In this paper, a bi-population competition adaptive interior search algorithm (BCAISA) based on a reinforcement learning strategy is proposed for the classical flexible job shop scheduling problem (FJSP) to optimize the makespan. First, the scheduling solution is represented using a machine-job-based two-segment integer encoding method, and various heuristic rules are then applied to generate the initial population. Secondly, a bi-population mechanism is introduced to partition the population into two distinct sub-populations. These sub-populations are specifically tailored for machine assignment and operation permutation, employing different search strategies respectively, aiming to facilitate an efficient implementation of parallel search. A competition mechanism is introduced to facilitate the information exchange between the two sub-populations. Thirdly, the ISA is adapted for the discrete scheduling problem by discretizing a series of search operators, which include composition optimization, mirror search, and random walk. A Q-learning-based approach is proposed to dynamically adjust a key parameter, aiming to strike a balance between the capacity for global exploration and local exploitation. Finally, extensive experiments are conducted based on 10 well-known benchmark instances of the FJSP. The design of the experiment (DOE) method is employed to determine the algorithm’s parameters. Based on the computational results, the effectiveness of four improvement strategies is first validated. The BCAISA is then compared with fifteen published algorithms.
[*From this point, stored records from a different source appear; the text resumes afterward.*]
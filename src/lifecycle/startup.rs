//! Startup orchestration.
//!
//! # Responsibilities
//! - Open the order store (reloading persisted orders)
//! - Build the reseller client from configuration
//! - Assemble the HTTP server
//!
//! # Design Decisions
//! - Fail fast: any startup error is fatal
//! - Missing secrets are allowed but logged; the affected routes reject everything

use std::path::Path;
use std::sync::Arc;

use thiserror::Error;

use crate::config::{GatewayConfig, PaymentConfig};
use crate::http::transport::TransportError;
use crate::http::HttpServer;
use crate::payments::{InMemoryOrderStore, StoreError};
use crate::reseller::ResellerClient;

#[derive(Debug, Error)]
pub enum StartupError {
    #[error("HTTP client: {0}")]
    Client(#[from] TransportError),

    #[error("order store: {0}")]
    Store(#[from] StoreError),
}

/// In-memory store, reloaded from `store_path` when configured.
pub fn open_store(config: &PaymentConfig) -> Result<InMemoryOrderStore, StoreError> {
    match &config.store_path {
        Some(path) => InMemoryOrderStore::load_from_file(Path::new(path)),
        None => Ok(InMemoryOrderStore::new(None)),
    }
}

/// Build every subsystem the server needs, in dependency order.
pub fn build_server(config: GatewayConfig) -> Result<HttpServer, StartupError> {
    if config.server.api_key.is_empty() {
        tracing::warn!("No gateway API key configured; proxy routes will reject every request");
    }
    if config.payments.enabled && config.payments.webhook_secret.is_empty() {
        tracing::warn!("No webhook secret configured; payment webhooks will be rejected");
    }
    if config.reseller.client_id.is_empty() || config.reseller.client_secret.is_empty() {
        tracing::warn!("Reseller credentials incomplete; token requests will fail");
    }

    let store = open_store(&config.payments)?;
    let reseller = ResellerClient::from_config(&config.reseller)?;

    tracing::info!(
        reseller = %config.reseller.base_url,
        persisted = config.payments.store_path.is_some(),
        "Subsystems initialized"
    );
    Ok(HttpServer::new(config, Arc::new(reseller), Arc::new(store)))
}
The comparative data demonstrate that our algorithm outperforms other algorithms in 50% of benchmark instances. Additionally, according to the relative percentage deviation (RPD) from the state-of-the-art results, the BCAISA also exhibits superior performance. This highlights the effectiveness of our algorithm for solving the classical FJSP. To enhance the practical application, the scope of the ISA will be broadened in future work to more complex problems in real-world scenarios.